Rustaq (ٱلرُّسْتَاق) is a town and Wilayah (District) in the Al Batinah South Governorate of northern Oman in the Western Hajar Mountains. Rustaq was once the capital of Oman, during the era of Imam Nasir bin Murshid al Ya'arubi.

== Administration ==
Rustaq is governed today by its own administration, and is represented by officials in offices affiliated with the province. These include the offices of Al Hawqayn (in the northern part of the province) and Wadi Bani Hani (in the western part of the province). Additionally, the province has two representatives in the Omani Shura Council, who are nominated by the province's residents during the Shura Council elections in the country.

Within the province, there are administrative centers representing various governmental service ministries, including the Primary Court, the General Directorate of Education, and the General Police Directorate. These governmental institutions, along with others, serve the neighboring provinces in the southern part of the Batinah region.

=== Divisions ===
Al-Hilah: Located to the north of Rustaq Castle and west of Al-Jazeera Sports Team's stadium.

Industrial Area: The industrial area in Rustaq includes various shops and stores for selling car parts, car repair workshops, aluminum shops, and also hosts activities related to mining, blacksmithing, and lathe work.
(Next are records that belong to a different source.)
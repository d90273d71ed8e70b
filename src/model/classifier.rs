//! Classifier seam and the bundled linear window model.

use crate::error::{ArtifactError, InferenceError};
use ndarray::{Array2, ArrayView2};
use serde::{Deserialize, Serialize};
use std::path::Path;

/// A model scoring one fixed-shape window of feature vectors.
///
/// Implementations are shared across concurrent requests and must be
/// reentrant.
pub trait Classifier: Send + Sync + std::fmt::Debug {
    /// Number of rows (key presses) per window.
    fn window_len(&self) -> usize;

    /// Number of columns per row.
    fn feature_count(&self) -> usize;

    /// Column names the model was trained on, if the artifact records them.
    fn feature_names(&self) -> Option<&[String]> {
        None
    }

    /// Score a `window_len x feature_count` window. The result is in [0, 1].
    fn predict(&self, window: ArrayView2<'_, f64>) -> Result<f64, InferenceError>;
}

#[derive(Debug, Clone, Serialize, Deserialize)]
struct LinearWindowArtifact {
    window_len: usize,
    feature_names: Vec<String>,
    weights: Vec<Vec<f64>>,
    bias: f64,
}

/// Logistic model over the flattened window: `sigmoid(bias + sum(w * x))`.
#[derive(Debug, Clone)]
pub struct LinearWindowClassifier {
    feature_names: Vec<String>,
    weights: Array2<f64>,
    bias: f64,
}

impl LinearWindowClassifier {
    pub fn new(feature_names: Vec<String>, weights: Array2<f64>, bias: f64) -> Result<Self, ArtifactError> {
        let (rows, cols) = weights.dim();
        if rows == 0 || cols == 0 {
            return Err(ArtifactError::Invalid("classifier weights are empty".to_string()));
        }
        if cols != feature_names.len() {
            return Err(ArtifactError::Invalid(format!(
                "classifier has {} weight columns for {} features",
                cols,
                feature_names.len()
            )));
        }
        if !bias.is_finite() || weights.iter().any(|w| !w.is_finite()) {
            return Err(ArtifactError::Invalid("classifier parameters are not finite".to_string()));
        }

        Ok(Self {
            feature_names,
            weights,
            bias,
        })
    }

    pub fn from_json(json: &str) -> Result<Self, ArtifactError> {
        let artifact: LinearWindowArtifact = serde_json::from_str(json)?;
        let cols = artifact.feature_names.len();

        if artifact.weights.len() != artifact.window_len {
            return Err(ArtifactError::Invalid(format!(
                "classifier declares window_len {} but has {} weight rows",
                artifact.window_len,
                artifact.weights.len()
            )));
        }
        if artifact.weights.iter().any(|row| row.len() != cols) {
            return Err(ArtifactError::Invalid(format!(
                "every weight row must have {cols} columns"
            )));
        }

        let flat: Vec<f64> = artifact.weights.into_iter().flatten().collect();
        let weights = Array2::from_shape_vec((artifact.window_len, cols), flat)
            .map_err(|e| ArtifactError::Invalid(e.to_string()))?;

        Self::new(artifact.feature_names, weights, artifact.bias)
    }

    pub fn load(path: &Path) -> Result<Self, ArtifactError> {
        let content = std::fs::read_to_string(path).map_err(|source| ArtifactError::Io {
            path: path.to_path_buf(),
            source,
        })?;
        Self::from_json(&content)
    }

    pub fn to_json(&self) -> Result<String, ArtifactError> {
        let artifact = LinearWindowArtifact {
            window_len: self.weights.nrows(),
            feature_names: self.feature_names.clone(),
            weights: self.weights.rows().into_iter().map(|r| r.to_vec()).collect(),
            bias: self.bias,
        };
        Ok(serde_json::to_string_pretty(&artifact)?)
    }
}

impl Classifier for LinearWindowClassifier {
    fn window_len(&self) -> usize {
        self.weights.nrows()
    }

    fn feature_count(&self) -> usize {
        self.weights.ncols()
    }

    fn feature_names(&self) -> Option<&[String]> {
        Some(&self.feature_names)
    }

    fn predict(&self, window: ArrayView2<'_, f64>) -> Result<f64, InferenceError> {
        if window.dim() != self.weights.dim() {
            return Err(InferenceError(format!(
                "expected a {:?} window, got {:?}",
                self.weights.dim(),
                window.dim()
            )));
        }

        let logit = self.bias
            + window
                .iter()
                .zip(self.weights.iter())
                .map(|(x, w)| x * w)
                .sum::<f64>();
        let score = 1.0 / (1.0 + (-logit).exp());

        if !score.is_finite() {
            return Err(InferenceError(format!("non-finite score from logit {logit}")));
        }
        Ok(score)
    }
}

#[cfg(test)]
mod tests {
    use super::*;
    use ndarray::array;

    fn names() -> Vec<String> {
        vec!["flight_time".to_string(), "is_error".to_string()]
    }

    #[test]
    fn test_zero_weights_give_half() {
        let model = LinearWindowClassifier::new(names(), Array2::zeros((3, 2)), 0.0).unwrap();
        let score = model.predict(Array2::ones((3, 2)).view()).unwrap();
        assert!((score - 0.5).abs() < 1e-12);
    }

    #[test]
    fn test_weighted_sum() {
        let weights = array![[1.0, 0.0], [0.0, 2.0]];
        let model = LinearWindowClassifier::new(names(), weights, -1.0).unwrap();
        // logit = -1 + 1*1 + 2*0.5 = 1
        let score = model.predict(array![[1.0, 9.0], [9.0, 0.5]].view()).unwrap();
        assert!((score - 1.0 / (1.0 + (-1.0f64).exp())).abs() < 1e-12);
    }

    #[test]
    fn test_shape_mismatch_is_error() {
        let model = LinearWindowClassifier::new(names(), Array2::zeros((3, 2)), 0.0).unwrap();
        assert!(model.predict(Array2::zeros((2, 2)).view()).is_err());
    }

    #[test]
    fn test_json_artifact() {
        let json = r#"{
            "window_len": 2,
            "feature_names": ["flight_time", "is_error"],
            "weights": [[0.5, 1.0], [0.25, -1.0]],
            "bias": 0.1
        }"#;
        let model = LinearWindowClassifier::from_json(json).unwrap();
        assert_eq!(model.window_len(), 2);
        assert_eq!(model.feature_count(), 2);

        let reloaded = LinearWindowClassifier::from_json(&model.to_json().unwrap()).unwrap();
        assert_eq!(reloaded.weights, model.weights);
    }

    #[test]
    fn test_malformed_artifacts() {
        let ragged = r#"{"window_len": 2, "feature_names": ["a"], "weights": [[1.0], [1.0, 2.0]], "bias": 0}"#;
        assert!(LinearWindowClassifier::from_json(ragged).is_err());

        let short = r#"{"window_len": 3, "feature_names": ["a"], "weights": [[1.0]], "bias": 0}"#;
        assert!(LinearWindowClassifier::from_json(short).is_err());
    }
}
It contains service facilities like restaurants, cafes, and grocery stores.

Al-Hazm: Situated to the north of Rustaq province, notable landmarks include Al-Hazm Fort and Al-Hazm Sports Team's stadium.

Rustaq Interior, Yaqa', Al-Jazeera, and Bil: Located to the north of Rustaq Castle.

Al-Sarh District: Situated to the west of Rustaq Castle and west of Rustaq province.

Al-Mazahit: Positioned to the north of Rustaq province and to the north of Rustaq Castle.

Jammah: Located to the northeast of Rustaq province and northeast of Al-Misfah.

Al-Nahdha.

Al-Murji: Found west of Rustaq Castle and west of Al-Sarh District.

Rustaq: Situated to the north of Rustaq Castle.

Al-Wushail: Located to the north of Rustaq and Rustaq Castle, and to the southwest of Al-Misfah.

Al-Tabaqah.

College of Applied Sciences in Rustaq: Located to the north of Rustaq province in the area of Al-Wushail.

Al-Shubaykah: Positioned north of Rustaq, and northwest of Al-Misfah in the south of Al-Hazm.

Al-Ghashb: The area is situated north of Rustaq Castle.

Falaj Al-Shurah: Found to the north of Al-Wushail.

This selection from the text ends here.